[Stored data entries]
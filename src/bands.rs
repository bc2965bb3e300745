//! Relative band power: normalised ratios and a ranked view of the eight
//! ASIC EEG bands.
//!
//! The headset reports absolute band magnitudes whose scale drifts with
//! contact quality, so consumers usually care about each band's share of the
//! total and about which bands dominate.  [`BandPowers`] keeps one
//! [`BandEntry`] per band with one step of history, and a ranking sorted by
//! magnitude.

use std::fmt;

use serde::Serialize;

use crate::types::{BandKind, EegPower};

/// Current and previous magnitude and ratio of one band.
#[derive(Debug, Clone, Copy, PartialEq, Serialize)]
pub struct BandEntry {
    pub kind: BandKind,
    pub value: u32,
    pub previous_value: u32,
    /// `value / total` of the last non-zero feed.
    pub ratio: f64,
    pub previous_ratio: f64,
}

impl BandEntry {
    pub fn new(kind: BandKind) -> Self {
        Self {
            kind,
            value: 0,
            previous_value: 0,
            ratio: 0.0,
            previous_ratio: 0.0,
        }
    }

    fn feed(&mut self, value: u32, total: u64) {
        self.previous_value = self.value;
        self.previous_ratio = self.ratio;
        self.value = value;
        self.ratio = value as f64 / total as f64;
    }

    /// Change in magnitude since the previous feed.
    pub fn value_delta(&self) -> i64 {
        self.value as i64 - self.previous_value as i64
    }

    /// Change in ratio since the previous feed.
    pub fn ratio_delta(&self) -> f64 {
        self.ratio - self.previous_ratio
    }
}

/// Renders as `LA=12.5(3000)`: abbreviation, percentage share, raw magnitude.
impl fmt::Display for BandEntry {
    fn fmt(&self, f: &mut fmt::Formatter<'_>) -> fmt::Result {
        write!(f, "{}={}({})", self.kind, self.ratio * 100.0, self.value)
    }
}

/// The eight [`BandEntry`]s of a session plus their ranking.
#[derive(Debug, Clone, PartialEq, Serialize)]
pub struct BandPowers {
    entries: [BandEntry; 8],
    /// Band indices sorted descending by `value`.
    ranking: [usize; 8],
}

impl BandPowers {
    pub fn new() -> Self {
        Self {
            entries: BandKind::ALL.map(BandEntry::new),
            ranking: [0, 1, 2, 3, 4, 5, 6, 7],
        }
    }

    /// Update every band from a fresh set of magnitudes.
    ///
    /// When the magnitudes sum to zero (typical right after connecting, before
    /// the first real EEG packet) nothing changes: values, ratios and ranking
    /// all keep their last state.  Returns `true` if the entries were updated.
    pub fn feed(&mut self, power: &EegPower) -> bool {
        let total = power.total();
        if total == 0 {
            return false;
        }

        for (entry, value) in self.entries.iter_mut().zip(power.to_array()) {
            entry.feed(value, total);
        }

        // `sort_by` is stable: equal magnitudes keep their previous order.
        let entries = &self.entries;
        self.ranking
            .sort_by(|&a, &b| entries[b].value.cmp(&entries[a].value));
        true
    }

    pub fn get(&self, kind: BandKind) -> &BandEntry {
        &self.entries[kind.index()]
    }

    /// Entries in wire order (delta first).
    pub fn entries(&self) -> &[BandEntry; 8] {
        &self.entries
    }

    /// Entries from the strongest band to the weakest.
    pub fn ranked(&self) -> impl Iterator<Item = &BandEntry> + '_ {
        self.ranking.iter().map(move |&i| &self.entries[i])
    }

    /// Band kinds from the strongest to the weakest.
    pub fn ranked_kinds(&self) -> [BandKind; 8] {
        self.ranking.map(|i| self.entries[i].kind)
    }

    /// The band with the largest magnitude after the last non-zero feed.
    pub fn dominant(&self) -> &BandEntry {
        &self.entries[self.ranking[0]]
    }
}

impl Default for BandPowers {
    fn default() -> Self {
        Self::new()
    }
}

/// Ranked entries separated by spaces, e.g. `MG=22.2(8) LG=19.4(7) …`.
impl fmt::Display for BandPowers {
    fn fmt(&self, f: &mut fmt::Formatter<'_>) -> fmt::Result {
        for (i, entry) in self.ranked().enumerate() {
            if i > 0 {
                f.write_str(" ")?;
            }
            write!(f, "{entry}")?;
        }
        Ok(())
    }
}

#[cfg(test)]
mod tests {
    use super::*;

    fn power(v: [u32; 8]) -> EegPower {
        EegPower::from_array(v)
    }

    #[test]
    fn ratios_and_ranking() {
        let mut bands = BandPowers::new();
        assert!(bands.feed(&power([1, 2, 3, 4, 5, 6, 7, 8])));

        let sum: f64 = bands.entries().iter().map(|e| e.ratio).sum();
        assert!((sum - 1.0).abs() < 1e-9);
        for (i, entry) in bands.entries().iter().enumerate() {
            assert!((entry.ratio - (i as f64 + 1.0) / 36.0).abs() < 1e-12);
        }

        assert_eq!(
            bands.ranked_kinds(),
            [
                BandKind::MidGamma,
                BandKind::LowGamma,
                BandKind::HighBeta,
                BandKind::LowBeta,
                BandKind::HighAlpha,
                BandKind::LowAlpha,
                BandKind::Theta,
                BandKind::Delta,
            ]
        );
        assert_eq!(bands.dominant().kind, BandKind::MidGamma);
    }

    #[test]
    fn zero_total_is_a_no_op() {
        let mut bands = BandPowers::new();
        bands.feed(&power([1, 2, 3, 4, 5, 6, 7, 8]));
        let before = bands.clone();

        assert!(!bands.feed(&EegPower::default()));
        assert_eq!(bands, before);
    }

    #[test]
    fn zero_total_before_any_data_keeps_zero_ratios() {
        let mut bands = BandPowers::new();
        assert!(!bands.feed(&EegPower::default()));
        assert!(bands.entries().iter().all(|e| e.ratio == 0.0 && e.value == 0));
    }

    #[test]
    fn history_shifts_one_step() {
        let mut bands = BandPowers::new();
        bands.feed(&power([10, 0, 0, 0, 0, 0, 0, 10]));
        bands.feed(&power([30, 0, 0, 0, 0, 0, 0, 10]));

        let delta = bands.get(BandKind::Delta);
        assert_eq!(delta.value, 30);
        assert_eq!(delta.previous_value, 10);
        assert!((delta.ratio - 0.75).abs() < 1e-12);
        assert!((delta.previous_ratio - 0.5).abs() < 1e-12);
        assert_eq!(delta.value_delta(), 20);
        assert!((delta.ratio_delta() - 0.25).abs() < 1e-12);
    }

    #[test]
    fn ties_keep_previous_order() {
        let mut bands = BandPowers::new();
        bands.feed(&power([5, 5, 1, 1, 1, 1, 1, 1]));
        assert_eq!(bands.ranked_kinds()[..2], [BandKind::Delta, BandKind::Theta]);

        // Theta overtakes delta, then they tie again: theta stays ahead.
        bands.feed(&power([5, 9, 1, 1, 1, 1, 1, 1]));
        bands.feed(&power([7, 7, 1, 1, 1, 1, 1, 1]));
        assert_eq!(bands.ranked_kinds()[..2], [BandKind::Theta, BandKind::Delta]);
    }

    #[test]
    fn display_uses_abbreviations() {
        let mut bands = BandPowers::new();
        bands.feed(&power([1, 0, 0, 0, 0, 0, 0, 3]));
        assert_eq!(bands.get(BandKind::MidGamma).to_string(), "MG=75(3)");
        assert!(bands.to_string().starts_with("MG=75(3) D=25(1)"));
    }
}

▶ BRIEF
Give again each line shown above, keeping every word as it is.

▶ THE ANSWER
filename src/bands.rs
repository bc2965bb3e300745
//! Relative band power: normalised ratios and a ranked view of the eight
//! ASIC EEG bands.
//!
//! The headset reports absolute band magnitudes whose scale drifts with
//! contact quality, so consumers usually care about each band's share of the
//! total and about which bands dominate.  [`BandPowers`] keeps one
//! [`BandEntry`] per band with one step of history, and a ranking sorted by
//! magnitude.

use std::fmt;

use serde::Serialize;

use crate::types::{BandKind, EegPower};

/// Current and previous magnitude and ratio of one band.
#[derive(Debug, Clone, Copy, PartialEq, Serialize)]
pub struct BandEntry {
    pub kind: BandKind,
    pub value: u32,
    pub previous_value: u32,
    /// `value / total` of the last non-zero feed.
    pub ratio: f64,
    pub previous_ratio: f64,
}

impl BandEntry {
    pub fn new(kind: BandKind) -> Self {
        Self {
            kind,
            value: 0,
            previous_value: 0,
            ratio: 0.0,
            previous_ratio: 0.0,
        }
    }

    fn feed(&mut self, value: u32, total: u64) {
        self.previous_value = self.value;
        self.previous_ratio = self.ratio;
        self.value = value;
        self.ratio = value as f64 / total as f64;
    }

    /// Change in magnitude since the previous feed.
    pub fn value_delta(&self) -> i64 {
        self.value as i64 - self.previous_value as i64
    }

    /// Change in ratio since the previous feed.
    pub fn ratio_delta(&self) -> f64 {
        self.ratio - self.previous_ratio
    }
}

/// Renders as `LA=12.5(3000)`: abbreviation, percentage share, raw magnitude.
impl fmt::Display for BandEntry {
    fn fmt(&self, f: &mut fmt::Formatter<'_>) -> fmt::Result {
        write!(f, "{}={}({})", self.kind, self.ratio * 100.0, self.value)
    }
}

/// The eight [`BandEntry`]s of a session plus their ranking.
#[derive(Debug, Clone, PartialEq, Serialize)]
pub struct BandPowers {
    entries: [BandEntry; 8],
    /// Band indices sorted descending by `value`.
    ranking: [usize; 8],
}

impl BandPowers {
    pub fn new() -> Self {
        Self {
            entries: BandKind::ALL.map(BandEntry::new),
            ranking: [0, 1, 2, 3, 4, 5, 6, 7],
        }
    }

    /// Update every band from a fresh set of magnitudes.
    ///
    /// When the magnitudes sum to zero (typical right after connecting, before
    /// the first real EEG packet) nothing changes: values, ratios and ranking
    /// all keep their last state.  Returns `true` if the entries were updated.
    pub fn feed(&mut self, power: &EegPower) -> bool {
        let total = power.total();
        if total == 0 {
            return false;
        }

        for (entry, value) in self.entries.iter_mut().zip(power.to_array()) {
            entry.feed(value, total);
        }

        // `sort_by` is stable: equal magnitudes keep their previous order.
        let entries = &self.entries;
        self.ranking
            .sort_by(|&a, &b| entries[b].value.cmp(&entries[a].value));
        true
    }

    pub fn get(&self, kind: BandKind) -> &BandEntry {
        &self.entries[kind.index()]
    }

    /// Entries in wire order (delta first).
    pub fn entries(&self) -> &[BandEntry; 8] {
        &self.entries
    }

    /// Entries from the strongest band to the weakest.
    pub fn ranked(&self) -> impl Iterator<Item = &BandEntry> + '_ {
        self.ranking.iter().map(move |&i| &self.entries[i])
    }

    /// Band kinds from the strongest to the weakest.
    pub fn ranked_kinds(&self) -> [BandKind; 8] {
        self.ranking.map(|i| self.entries[i].kind)
    }

    /// The band with the largest magnitude after the last non-zero feed.
    pub fn dominant(&self) -> &BandEntry {
        &self.entries[self.ranking[0]]
    }
}

impl Default for BandPowers {
    fn default() -> Self {
        Self::new()
    }
}

/// Ranked entries separated by spaces, e.g. `MG=22.2(8) LG=19.4(7) …`.
impl fmt::Display for BandPowers {
    fn fmt(&self, f: &mut fmt::Formatter<'_>) -> fmt::Result {
        for (i, entry) in self.ranked().enumerate() {
            if i > 0 {
                f.write_str(" ")?;
            }
            write!(f, "{entry}")?;
        }
        Ok(())
    }
}

#[cfg(test)]
mod tests {
    use super::*;

    fn power(v: [u32; 8]) -> EegPower {
        EegPower::from_array(v)
    }

    #[test]
    fn ratios_and_ranking() {
        let mut bands = BandPowers::new();
        assert!(bands.feed(&power([1, 2, 3, 4, 5, 6, 7, 8])));

        let sum: f64 = bands.entries().iter().map(|e| e.ratio).sum();
        assert!((sum - 1.0).abs() < 1e-9);
        for (i, entry) in bands.entries().iter().enumerate() {
            assert!((entry.ratio - (i as f64 + 1.0) / 36.0).abs() < 1e-12);
        }

        assert_eq!(
            bands.ranked_kinds(),
            [
                BandKind::MidGamma,
                BandKind::LowGamma,
                BandKind::HighBeta,
                BandKind::LowBeta,
                BandKind::HighAlpha,
                BandKind::LowAlpha,
                BandKind::Theta,
                BandKind::Delta,
            ]
        );
        assert_eq!(bands.dominant().kind, BandKind::MidGamma);
    }

    #[test]
    fn zero_total_is_a_no_op() {
        let mut bands = BandPowers::new();
        bands.feed(&power([1, 2, 3, 4, 5, 6, 7, 8]));
        let before = bands.clone();

        assert!(!bands.feed(&EegPower::default()));
        assert_eq!(bands, before);
    }

    #[test]
    fn zero_total_before_any_data_keeps_zero_ratios() {
        let mut bands = BandPowers::new();
        assert!(!bands.feed(&EegPower::default()));
        assert!(bands.entries().iter().all(|e| e.ratio == 0.0 && e.value == 0));
    }

    #[test]
    fn history_shifts_one_step() {
        let mut bands = BandPowers::new();
        bands.feed(&power([10, 0, 0, 0, 0, 0, 0, 10]));
        bands.feed(&power([30, 0, 0, 0, 0, 0, 0, 10]));

        let delta = bands.get(BandKind::Delta);
        assert_eq!(delta.value, 30);
        assert_eq!(delta.previous_value, 10);
        assert!((delta.ratio - 0.75).abs() < 1e-12);
        assert!((delta.previous_ratio - 0.5).abs() < 1e-12);
        assert_eq!(delta.value_delta(), 20);
        assert!((delta.ratio_delta() - 0.25).abs() < 1e-12);
    }

    #[test]
    fn ties_keep_previous_order() {
        let mut bands = BandPowers::new();
        bands.feed(&power([5, 5, 1, 1, 1, 1, 1, 1]));
        assert_eq!(bands.ranked_kinds()[..2], [BandKind::Delta, BandKind::Theta]);

        // Theta overtakes delta, then they tie again: theta stays ahead.
        bands.feed(&power([5, 9, 1, 1, 1, 1, 1, 1]));
        bands.feed(&power([7, 7, 1, 1, 1, 1, 1, 1]));
        assert_eq!(bands.ranked_kinds()[..2], [BandKind::Theta, BandKind::Delta]);
    }

    #[test]
    fn display_uses_abbreviations() {
        let mut bands = BandPowers::new();
        bands.feed(&power([1, 0, 0, 0, 0, 0, 0, 3]));
        assert_eq!(bands.get(BandKind::MidGamma).to_string(), "MG=75(3)");
        assert!(bands.to_string().starts_with("MG=75(3) D=25(1)"));
    }
}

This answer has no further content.